Country First, Or Trump First? Republicans Face A Choice.
Republicans face a choice. Do they put their country first, or do they put their President first?
Washington Post columnist Max Boot, a former Republican who is now firmly implanted in the “Never Trump” camp, writes that the latest allegations against the President require Republicans to make the choice between their party and their country:
Soliciting anything of value from a foreign national to help a U.S. campaign is not just illegal; it is the Founding Fathers’ nightmare. In Federalist 68, Alexander Hamilton called “cabal, intrigue, and corruption” the “most deadly adversaries of republican government,” and warned that they “chiefly” emanate “from the desire in foreign powers to gain an improper ascendant in our councils.” “How,” he continued, “could they better gratify this, than by raising a creature of their own to the chief magistracy of the Union?”
How indeed. For much of U.S. history, this was a theoretical concern. Now it is horrifyingly real. A president elected with the help of one foreign power (Russia) is soliciting help from other foreign powers (not only Ukraine and China, but also Australia, Britain and Italy, among others) to win reelection. Any country that aids Trump can expect to be rewarded — with foreign aid (Ukraine), a more generous trade deal (China) or an invitation to rejoin the Group of Seven (Russia).
Republicans claim to revere the Founders and their “originalist” vision. Well, now they have a chance to prove it. With impeachment looming, they will have to choose between Hamilton and Trump — between a Founding Father who was alarmed by foreign meddling in our politics and a president who invites it.
Having previously claimed the “absolute right” to declare a national emergency, to pardon himself, to “do what I want with the Justice Department” and to share intelligence with Russia — Trump now claims the “absolute right” to suggest that “other Countries … help us out” to investigate “CORRUPTION,” a code word for maligning his Democratic rival.
When a president claims an “absolute right” to act in furtherance of his self-interest at the expense of the public interest, democracy is imperiled. Trump says that impeachment — a constitutional process — constitutes a “coup.” In truth, he is the one attempting a coup against the checks and balances of the Constitution.
Republicans in both houses will have to decide whether Trump’s acts constitute grounds for impeachment. The odds are that almost all will betray the country rather than the president. So here is the bitter irony: The “Republican” Party has become a threat to republican governance.
This is a theme that I have hit upon myself many times over the course of the four years since Donald Trump became a candidate for President, most recently just this past Sunday. I have stated repeatedly in those posts that the Republican Party and those conservatives who have chosen to rally behind the President were facing a day of reckoning when they would have to make a choice between their party and their country, and that they would be judged by how they chose to respond to that choice, in the short-term by voters and in the longer term by history and by their own consciences. With impeachment and an eventual trial in the Senate now a seeming certainty, that day of reckoning is fast approaching for both Republicans on Capitol Hill and for rank-and-file members of the party.

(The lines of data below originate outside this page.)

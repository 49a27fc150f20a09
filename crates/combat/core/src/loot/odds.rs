//! Probability tables for traps, locks and treasure.
//!
//! # Trap trigger formula
//!
//! ```text
//! chance = max(base(complexity) - dexterity * 0.01, 0)
//! ```
//!
//! where `base` is 0.2 for simple traps and 0.4 for complex ones. Untrapped
//! containers never trigger.

use crate::env::RngOracle;
use crate::loot::{TrapComplexity, TrapKind};

pub const CHEST_LOCKED: f32 = 0.2;
pub const SIMPLE_TRAP_ON_CHEST: f32 = 0.2;
pub const COMPLEX_TRAP_ON_CHEST: f32 = 0.2;
pub const SIMPLE_TRAP_BASE_TRIGGER: f32 = 0.2;
pub const COMPLEX_TRAP_BASE_TRIGGER: f32 = 0.4;
/// Trigger chance removed per point of the searcher's dexterity.
pub const DEXTERITY_TRIGGER_ADJUST: f32 = 0.01;
pub const POISON_IN_REMAINS: f32 = 0.5;
pub const TREASURE_IN_REMAINS: f32 = 0.2;

/// Chest trap weights; "no trap" weighs as much as all traps together.
pub const CHEST_TRAP_WEIGHTS: [(TrapKind, u32); 5] = [
    (TrapKind::Acid, 9),
    (TrapKind::Sleep, 3),
    (TrapKind::Poison, 3),
    (TrapKind::Bomb, 1),
    (TrapKind::None, 16),
];

/// Picks a chest trap from [`CHEST_TRAP_WEIGHTS`].
pub fn roll_chest_trap(rng: &mut dyn RngOracle) -> TrapKind {
    let total: u32 = CHEST_TRAP_WEIGHTS.iter().map(|(_, weight)| weight).sum();
    let mut roll = rng.below(total);
    for (trap, weight) in CHEST_TRAP_WEIGHTS {
        if roll < weight {
            return trap;
        }
        roll -= weight;
    }
    TrapKind::None
}

pub fn roll_chest_complexity(rng: &mut dyn RngOracle) -> TrapComplexity {
    if rng.chance(SIMPLE_TRAP_ON_CHEST) {
        return TrapComplexity::Simple;
    }
    if rng.chance(COMPLEX_TRAP_ON_CHEST) {
        TrapComplexity::Complex
    } else {
        TrapComplexity::Simple
    }
}

pub fn roll_chest_locked(rng: &mut dyn RngOracle) -> bool {
    rng.chance(CHEST_LOCKED)
}

/// Trap for a freshly dropped body or blood spatter.
pub fn roll_remains_trap(rng: &mut dyn RngOracle) -> TrapKind {
    if rng.chance(POISON_IN_REMAINS) {
        TrapKind::Poison
    } else {
        TrapKind::None
    }
}

pub fn roll_remains_treasure(rng: &mut dyn RngOracle) -> bool {
    rng.chance(TREASURE_IN_REMAINS)
}

/// Probability that a trap of the given complexity goes off for a searcher.
pub fn trigger_chance(complexity: TrapComplexity, dexterity: i32) -> f32 {
    let base = match complexity {
        TrapComplexity::None => return 0.0,
        TrapComplexity::Simple => SIMPLE_TRAP_BASE_TRIGGER,
        TrapComplexity::Complex => COMPLEX_TRAP_BASE_TRIGGER,
    };
    (base - dexterity as f32 * DEXTERITY_TRIGGER_ADJUST).max(0.0)
}

pub fn does_trap_trigger(
    complexity: TrapComplexity,
    dexterity: i32,
    rng: &mut dyn RngOracle,
) -> bool {
    let chance = trigger_chance(complexity, dexterity);
    chance > 0.0 && rng.chance(chance)
}
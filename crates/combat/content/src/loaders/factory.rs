//! Content factory for building oracles from data files.

use std::path::{Path, PathBuf};

use combat_core::{CombatConfig, CombatEnv};

use crate::loaders::{ConfigLoader, InventoryLoader, LoadResult, MapLoader, SpeciesLoader};
use crate::oracle::{CombatMap, InventoryCatalog, SpeciesTable};

/// Content factory that loads all combat content from a data directory.
///
/// # Directory Structure
///
/// ```text
/// data_dir/
/// ├── config.toml
/// ├── species.ron
/// ├── inventory.ron
/// └── maps/
///     ├── camp.ron
///     └── dungeon_room.ron
/// ```
pub struct ContentFactory {
    data_dir: PathBuf,
}

impl ContentFactory {
    /// Creates a new content factory pointing to a data directory.
    pub fn new(data_dir: impl Into<PathBuf>) -> Self {
        Self {
            data_dir: data_dir.into(),
        }
    }

    /// Load combat configuration from `config.toml`.
    pub fn load_config(&self) -> LoadResult<CombatConfig> {
        ConfigLoader::load(&self.data_dir.join("config.toml"))
    }

    /// Load species templates from `species.ron`.
    pub fn load_species(&self) -> LoadResult<SpeciesTable> {
        SpeciesLoader::load(&self.data_dir.join("species.ron"))
    }

    /// Load inventory references from `inventory.ron`.
    pub fn load_inventory(&self) -> LoadResult<InventoryCatalog> {
        InventoryLoader::load(&self.data_dir.join("inventory.ron"))
    }

    /// Load a map from `maps/{map_name}.ron`.
    pub fn load_map(&self, map_name: &str) -> LoadResult<CombatMap> {
        let path = self.data_dir.join("maps").join(format!("{}.ron", map_name));
        MapLoader::load(&path)
    }

    /// Loads config, species and inventory, and checks that every sprite the
    /// loot tables name has inventory references.
    pub fn load_all(&self) -> LoadResult<LoadedContent> {
        let content = LoadedContent {
            config: self.load_config()?,
            species: self.load_species()?,
            inventory: self.load_inventory()?,
        };
        let loot = &content.config.loot;
        for sprite in loot.chest.iter().chain(&loot.remains) {
            anyhow::ensure!(
                content.inventory.sprites().any(|known| known == *sprite),
                "Loot table sprite {} has no inventory references",
                sprite
            );
        }
        tracing::info!(
            target: "combat::content",
            data_dir = %self.data_dir.display(),
            species = content.species.len(),
            "content loaded"
        );
        Ok(content)
    }

    /// Returns the data directory path.
    pub fn data_dir(&self) -> &Path {
        &self.data_dir
    }
}

/// Everything an encounter needs except the map.
#[derive(Debug)]
pub struct LoadedContent {
    pub config: CombatConfig,
    pub species: SpeciesTable,
    pub inventory: InventoryCatalog,
}

impl LoadedContent {
    /// Bundles the loaded oracles with `map` into a rules context.
    pub fn env<'a>(&'a self, map: &'a CombatMap) -> CombatEnv<'a> {
        CombatEnv::with_all(&self.species, map, &self.inventory, &self.config)
    }
}

#[cfg(test)]
mod tests {
    use super::*;

    #[test]
    fn test_factory_paths() {
        let factory = ContentFactory::new("/tmp/data");
        assert_eq!(factory.data_dir(), Path::new("/tmp/data"));
    }
}
//! Character statistics shared by every combat participant.
//!
//! Hit points are stored clamped: every write goes through
//! [`CharacterStats::set_current_hp`], which keeps `0 <= current <= maximum`.
//! The dead status is derived from the hit points rather than stored, so the
//! two can never disagree.

/// Persistent condition of a character.
#[derive(
    Clone,
    Copy,
    Debug,
    Default,
    PartialEq,
    Eq,
    Hash,
    strum::Display,
    strum::EnumString,
    strum::AsRefStr,
)]
#[cfg_attr(feature = "serde", derive(serde::Serialize, serde::Deserialize))]
#[strum(serialize_all = "snake_case")]
pub enum CharacterStatus {
    #[default]
    Good,
    Poisoned,
    Charmed,
    Asleep,
    Dead,
}

/// Attribute and resource block for a player character, hostile or map object.
#[derive(Clone, Debug, Default, PartialEq, Eq)]
#[cfg_attr(feature = "serde", derive(serde::Serialize, serde::Deserialize))]
pub struct CharacterStats {
    pub strength: i32,
    pub dexterity: i32,
    pub intelligence: i32,
    pub level: i32,
    pub current_mp: i32,
    pub experience: u32,
    current_hp: i32,
    maximum_hp: i32,
    /// Never `Dead`; death is derived from `current_hp`.
    status: CharacterStatus,
}

impl CharacterStats {
    /// Creates a healthy character at full hit points.
    pub fn new(maximum_hp: i32) -> Self {
        let maximum_hp = maximum_hp.max(0);
        Self {
            level: 1,
            current_hp: maximum_hp,
            maximum_hp,
            ..Self::default()
        }
    }

    #[must_use]
    pub fn with_attributes(mut self, strength: i32, dexterity: i32, intelligence: i32) -> Self {
        self.strength = strength;
        self.dexterity = dexterity;
        self.intelligence = intelligence;
        self
    }

    #[must_use]
    pub fn with_level(mut self, level: i32) -> Self {
        self.level = level;
        self
    }

    #[must_use]
    pub fn with_current_hp(mut self, current_hp: i32) -> Self {
        self.set_current_hp(current_hp);
        self
    }

    pub fn current_hp(&self) -> i32 {
        self.current_hp
    }

    pub fn maximum_hp(&self) -> i32 {
        self.maximum_hp
    }

    /// Writes hit points, clamping into `[0, maximum_hp]`.
    pub fn set_current_hp(&mut self, value: i32) {
        self.current_hp = value.clamp(0, self.maximum_hp);
    }

    /// Changes the maximum and re-clamps the current value.
    pub fn set_maximum_hp(&mut self, value: i32) {
        self.maximum_hp = value.max(0);
        self.set_current_hp(self.current_hp);
    }

    pub fn status(&self) -> CharacterStatus {
        if self.is_dead() {
            CharacterStatus::Dead
        } else {
            self.status
        }
    }

    /// Sets the status directly. Setting `Dead` drops hit points to zero;
    /// setting any other status on a dead character has no effect.
    pub fn set_status(&mut self, status: CharacterStatus) {
        match status {
            CharacterStatus::Dead => self.current_hp = 0,
            _ if self.is_dead() => {}
            other => self.status = other,
        }
    }

    pub fn is_dead(&self) -> bool {
        self.current_hp <= 0
    }

    pub fn is_alive(&self) -> bool {
        !self.is_dead()
    }

    /// Removes hit points and returns how many were actually lost.
    pub fn take_damage(&mut self, amount: u32) -> u32 {
        let before = self.current_hp;
        let amount = i32::try_from(amount).unwrap_or(i32::MAX);
        self.set_current_hp(before.saturating_sub(amount));
        (before - self.current_hp) as u32
    }

    /// Restores hit points up to the maximum and returns the amount healed.
    /// The dead cannot be healed.
    pub fn heal(&mut self, amount: u32) -> u32 {
        if self.is_dead() {
            return 0;
        }
        let before = self.current_hp;
        let amount = i32::try_from(amount).unwrap_or(i32::MAX);
        self.set_current_hp(before.saturating_add(amount));
        (self.current_hp - before) as u32
    }

    /// Returns `false` if the character is dead.
    pub fn poison(&mut self) -> bool {
        if self.is_dead() {
            return false;
        }
        self.status = CharacterStatus::Poisoned;
        true
    }

    pub fn cure_poison(&mut self) -> bool {
        if self.status() != CharacterStatus::Poisoned {
            return false;
        }
        self.status = CharacterStatus::Good;
        true
    }

    /// Returns `false` if the character is dead or poisoned.
    pub fn sleep(&mut self) -> bool {
        if self.is_dead() || self.status == CharacterStatus::Poisoned {
            return false;
        }
        self.status = CharacterStatus::Asleep;
        true
    }

    pub fn wake_up(&mut self) -> bool {
        if self.status() != CharacterStatus::Asleep {
            return false;
        }
        self.status = CharacterStatus::Good;
        true
    }

    /// Returns `false` if the character is dead.
    pub fn charm(&mut self) -> bool {
        if self.is_dead() {
            return false;
        }
        self.status = CharacterStatus::Charmed;
        true
    }

    /// Brings a dead character back at full health. Returns `false` if the
    /// character was not dead.
    pub fn resurrect(&mut self) -> bool {
        if !self.is_dead() || self.maximum_hp == 0 {
            return false;
        }
        self.current_hp = self.maximum_hp;
        self.status = CharacterStatus::Good;
        true
    }
}

/// Running totals accumulated by a unit over the course of one combat.
#[derive(Clone, Copy, Debug, Default, PartialEq, Eq)]
#[cfg_attr(feature = "serde", derive(serde::Serialize, serde::Deserialize))]
pub struct CombatCounters {
    pub damage_given: u32,
    pub damage_taken: u32,
    pub kills: u32,
    pub experience_gained: u32,
}

#[cfg(test)]
mod tests {
    use super::*;
    use proptest::prelude::*;

    #[test]
    fn new_character_is_healthy() {
        let stats = CharacterStats::new(30);
        assert_eq!(stats.current_hp(), 30);
        assert_eq!(stats.status(), CharacterStatus::Good);
    }

    #[test]
    fn dead_iff_zero_hp() {
        let mut stats = CharacterStats::new(10);
        stats.set_current_hp(-5);
        assert_eq!(stats.current_hp(), 0);
        assert_eq!(stats.status(), CharacterStatus::Dead);

        let mut stats = CharacterStats::new(10);
        stats.set_status(CharacterStatus::Dead);
        assert_eq!(stats.current_hp(), 0);
    }

    #[test]
    fn dead_cannot_be_poisoned_or_put_to_sleep() {
        let mut stats = CharacterStats::new(10).with_current_hp(0);
        assert!(!stats.poison());
        assert!(!stats.sleep());
        assert_eq!(stats.status(), CharacterStatus::Dead);
    }

    #[test]
    fn poisoned_cannot_sleep() {
        let mut stats = CharacterStats::new(10);
        assert!(stats.poison());
        assert!(!stats.sleep());
        assert_eq!(stats.status(), CharacterStatus::Poisoned);
        assert!(stats.cure_poison());
        assert!(stats.sleep());
        assert_eq!(stats.status(), CharacterStatus::Asleep);
    }

    #[test]
    fn heal_caps_at_maximum() {
        let mut stats = CharacterStats::new(20).with_current_hp(15);
        assert_eq!(stats.heal(10), 5);
        assert_eq!(stats.current_hp(), 20);
    }

    #[test]
    fn resurrect_restores_full_health() {
        let mut stats = CharacterStats::new(20);
        stats.poison();
        stats.take_damage(50);
        assert!(stats.is_dead());
        assert_eq!(stats.heal(5), 0);
        assert!(stats.resurrect());
        assert_eq!(stats.current_hp(), 20);
        assert_eq!(stats.status(), CharacterStatus::Good);
        assert!(!stats.resurrect());
    }

    #[test]
    fn take_damage_reports_actual_loss() {
        let mut stats = CharacterStats::new(10).with_current_hp(4);
        assert_eq!(stats.take_damage(9), 4);
    }

    proptest! {
        #[test]
        fn hp_stays_within_bounds(
            max in 0i32..500,
            start in -100i32..600,
            hits in proptest::collection::vec(0u32..200, 0..8)
        ) {
            let mut stats = CharacterStats::new(max).with_current_hp(start);
            for hit in hits {
                stats.take_damage(hit);
                prop_assert!(stats.current_hp() >= 0);
                prop_assert!(stats.current_hp() <= stats.maximum_hp());
                prop_assert_eq!(stats.status() == CharacterStatus::Dead, stats.current_hp() == 0);
            }
        }
    }
}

As much as one likes to hope that there will be a sudden turnaround among Republicans and that Senators, in particular, will be willing to stand up against the President’s obvious abuses of power and hold him accountable, we’re still at the point where that is entirely unlikely. Whether it is because they actually believe what they’re saying, which is certainly true in some cases, or because they have sold out because they are afraid of being primaried or being attacked by the President, most of the Republicans on Capitol Hill have made it clear where their loyalties lie.
In 2008, John McCain ran his General Election campaign on the slogan “Country First.” While one can certainly say that McCain was far from a perfect candidate, Senator, or person, one can certainly say that this is an idea that he took seriously. Especially in a moment of crisis, it is essential that our representatives put the country first even if it comes at the expense of their own careers. With the exception of maybe a handful of people, the number of such persons is depressingly small. As a result, Republicans will become even further wed to Trump and his ideas, and they will eventually end up paying the price for it.